● What you are asked to do: Write out each record a second time, exactly.

● Exercise inputs:
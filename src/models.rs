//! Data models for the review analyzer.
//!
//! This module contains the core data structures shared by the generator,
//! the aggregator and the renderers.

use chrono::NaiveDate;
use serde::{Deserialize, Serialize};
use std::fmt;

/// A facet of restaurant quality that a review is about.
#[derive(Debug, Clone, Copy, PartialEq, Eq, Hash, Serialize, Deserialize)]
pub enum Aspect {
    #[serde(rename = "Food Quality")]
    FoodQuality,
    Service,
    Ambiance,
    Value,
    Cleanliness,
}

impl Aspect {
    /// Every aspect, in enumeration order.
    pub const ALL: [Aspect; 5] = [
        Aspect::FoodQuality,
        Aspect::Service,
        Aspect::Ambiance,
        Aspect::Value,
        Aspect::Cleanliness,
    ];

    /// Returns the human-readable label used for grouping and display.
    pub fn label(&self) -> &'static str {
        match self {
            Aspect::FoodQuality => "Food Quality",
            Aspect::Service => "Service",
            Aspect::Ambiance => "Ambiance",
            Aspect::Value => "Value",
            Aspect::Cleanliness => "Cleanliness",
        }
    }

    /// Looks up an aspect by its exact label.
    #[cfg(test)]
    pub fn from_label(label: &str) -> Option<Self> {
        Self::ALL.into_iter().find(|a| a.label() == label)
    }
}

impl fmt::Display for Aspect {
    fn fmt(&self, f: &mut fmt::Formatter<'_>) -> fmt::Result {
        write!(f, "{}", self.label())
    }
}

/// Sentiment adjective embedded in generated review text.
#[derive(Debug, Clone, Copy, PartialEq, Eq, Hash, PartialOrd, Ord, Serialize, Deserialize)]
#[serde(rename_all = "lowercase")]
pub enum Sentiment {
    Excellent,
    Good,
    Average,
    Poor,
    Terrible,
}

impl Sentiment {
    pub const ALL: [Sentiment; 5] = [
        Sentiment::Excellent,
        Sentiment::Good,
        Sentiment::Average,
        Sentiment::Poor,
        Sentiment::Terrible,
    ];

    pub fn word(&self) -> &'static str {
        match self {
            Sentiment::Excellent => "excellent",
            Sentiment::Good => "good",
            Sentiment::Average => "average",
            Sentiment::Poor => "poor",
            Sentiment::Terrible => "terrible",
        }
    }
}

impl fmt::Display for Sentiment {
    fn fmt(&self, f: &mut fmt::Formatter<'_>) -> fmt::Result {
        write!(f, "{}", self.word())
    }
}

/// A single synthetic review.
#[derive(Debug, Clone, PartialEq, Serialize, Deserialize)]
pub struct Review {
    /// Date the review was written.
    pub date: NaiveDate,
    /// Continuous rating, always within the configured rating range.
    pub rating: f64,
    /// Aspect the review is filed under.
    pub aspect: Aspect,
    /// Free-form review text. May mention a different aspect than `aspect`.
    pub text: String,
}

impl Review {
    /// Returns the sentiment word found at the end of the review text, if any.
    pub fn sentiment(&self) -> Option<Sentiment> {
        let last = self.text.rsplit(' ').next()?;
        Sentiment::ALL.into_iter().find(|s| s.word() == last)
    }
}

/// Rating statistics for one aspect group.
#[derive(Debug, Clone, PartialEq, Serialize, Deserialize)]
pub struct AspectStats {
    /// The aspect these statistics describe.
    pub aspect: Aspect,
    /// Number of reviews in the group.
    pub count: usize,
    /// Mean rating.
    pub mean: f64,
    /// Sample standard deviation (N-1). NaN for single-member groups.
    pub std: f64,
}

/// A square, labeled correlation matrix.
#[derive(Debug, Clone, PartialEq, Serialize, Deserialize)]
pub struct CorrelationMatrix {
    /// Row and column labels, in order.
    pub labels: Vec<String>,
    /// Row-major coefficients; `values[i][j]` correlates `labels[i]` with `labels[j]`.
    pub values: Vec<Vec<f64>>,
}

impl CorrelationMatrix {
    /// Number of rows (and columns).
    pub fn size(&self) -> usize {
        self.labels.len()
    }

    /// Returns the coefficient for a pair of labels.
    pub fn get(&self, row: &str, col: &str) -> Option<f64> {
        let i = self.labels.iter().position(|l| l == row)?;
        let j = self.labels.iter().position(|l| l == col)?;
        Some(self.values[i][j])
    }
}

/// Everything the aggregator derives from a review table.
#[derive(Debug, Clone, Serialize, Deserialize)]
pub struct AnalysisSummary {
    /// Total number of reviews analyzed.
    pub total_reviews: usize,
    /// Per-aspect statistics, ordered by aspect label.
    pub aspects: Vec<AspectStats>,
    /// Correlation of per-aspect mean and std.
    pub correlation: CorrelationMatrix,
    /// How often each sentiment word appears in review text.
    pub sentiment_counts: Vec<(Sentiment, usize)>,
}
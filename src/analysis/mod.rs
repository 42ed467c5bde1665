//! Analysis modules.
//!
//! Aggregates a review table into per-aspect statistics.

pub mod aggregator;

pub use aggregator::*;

● Answer box:
filename src/models.rs
//! Data models for the review analyzer.
//!
//! This module contains the core data structures shared by the generator,
//! the aggregator and the renderers.

use chrono::NaiveDate;
use serde::{Deserialize, Serialize};
use std::fmt;

/// A facet of restaurant quality that a review is about.
#[derive(Debug, Clone, Copy, PartialEq, Eq, Hash, Serialize, Deserialize)]
pub enum Aspect {
    #[serde(rename = "Food Quality")]
    FoodQuality,
    Service,
    Ambiance,
    Value,
    Cleanliness,
}

impl Aspect {
    /// Every aspect, in enumeration order.
    pub const ALL: [Aspect; 5] = [
        Aspect::FoodQuality,
        Aspect::Service,
        Aspect::Ambiance,
        Aspect::Value,
        Aspect::Cleanliness,
    ];

    /// Returns the human-readable label used for grouping and display.
    pub fn label(&self) -> &'static str {
        match self {
            Aspect::FoodQuality => "Food Quality",
            Aspect::Service => "Service",
            Aspect::Ambiance => "Ambiance",
            Aspect::Value => "Value",
            Aspect::Cleanliness => "Cleanliness",
        }
    }

    /// Looks up an aspect by its exact label.
    #[cfg(test)]
    pub fn from_label(label: &str) -> Option<Self> {
        Self::ALL.into_iter().find(|a| a.label() == label)
    }
}

impl fmt::Display for Aspect {
    fn fmt(&self, f: &mut fmt::Formatter<'_>) -> fmt::Result {
        write!(f, "{}", self.label())
    }
}

/// Sentiment adjective embedded in generated review text.
#[derive(Debug, Clone, Copy, PartialEq, Eq, Hash, PartialOrd, Ord, Serialize, Deserialize)]
#[serde(rename_all = "lowercase")]
pub enum Sentiment {
    Excellent,
    Good,
    Average,
    Poor,
    Terrible,
}

impl Sentiment {
    pub const ALL: [Sentiment; 5] = [
        Sentiment::Excellent,
        Sentiment::Good,
        Sentiment::Average,
        Sentiment::Poor,
        Sentiment::Terrible,
    ];

    pub fn word(&self) -> &'static str {
        match self {
            Sentiment::Excellent => "excellent",
            Sentiment::Good => "good",
            Sentiment::Average => "average",
            Sentiment::Poor => "poor",
            Sentiment::Terrible => "terrible",
        }
    }
}

impl fmt::Display for Sentiment {
    fn fmt(&self, f: &mut fmt::Formatter<'_>) -> fmt::Result {
        write!(f, "{}", self.word())
    }
}

/// A single synthetic review.
#[derive(Debug, Clone, PartialEq, Serialize, Deserialize)]
pub struct Review {
    /// Date the review was written.
    pub date: NaiveDate,
    /// Continuous rating, always within the configured rating range.
    pub rating: f64,
    /// Aspect the review is filed under.
    pub aspect: Aspect,
    /// Free-form review text. May mention a different aspect than `aspect`.
    pub text: String,
}

impl Review {
    /// Returns the sentiment word found at the end of the review text, if any.
    pub fn sentiment(&self) -> Option<Sentiment> {
        let last = self.text.rsplit(' ').next()?;
        Sentiment::ALL.into_iter().find(|s| s.word() == last)
    }
}

/// Rating statistics for one aspect group.
#[derive(Debug, Clone, PartialEq, Serialize, Deserialize)]
pub struct AspectStats {
    /// The aspect these statistics describe.
    pub aspect: Aspect,
    /// Number of reviews in the group.
    pub count: usize,
    /// Mean rating.
    pub mean: f64,
    /// Sample standard deviation (N-1). NaN for single-member groups.
    pub std: f64,
}

/// A square, labeled correlation matrix.
#[derive(Debug, Clone, PartialEq, Serialize, Deserialize)]
pub struct CorrelationMatrix {
    /// Row and column labels, in order.
    pub labels: Vec<String>,
    /// Row-major coefficients; `values[i][j]` correlates `labels[i]` with `labels[j]`.
    pub values: Vec<Vec<f64>>,
}

impl CorrelationMatrix {
    /// Number of rows (and columns).
    pub fn size(&self) -> usize {
        self.labels.len()
    }

    /// Returns the coefficient for a pair of labels.
    pub fn get(&self, row: &str, col: &str) -> Option<f64> {
        let i = self.labels.iter().position(|l| l == row)?;
        let j = self.labels.iter().position(|l| l == col)?;
        Some(self.values[i][j])
    }
}

/// Everything the aggregator derives from a review table.
#[derive(Debug, Clone, Serialize, Deserialize)]
pub struct AnalysisSummary {
    /// Total number of reviews analyzed.
    pub total_reviews: usize,
    /// Per-aspect statistics, ordered by aspect label.
    pub aspects: Vec<AspectStats>,
    /// Correlation of per-aspect mean and std.
    pub correlation: CorrelationMatrix,
    /// How often each sentiment word appears in review text.
    pub sentiment_counts: Vec<(Sentiment, usize)>,
}
filename src/analysis/mod.rs
repository 42ed467c5bde1665
//! Analysis modules.
//!
//! Aggregates a review table into per-aspect statistics.

pub mod aggregator;

pub use aggregator::*;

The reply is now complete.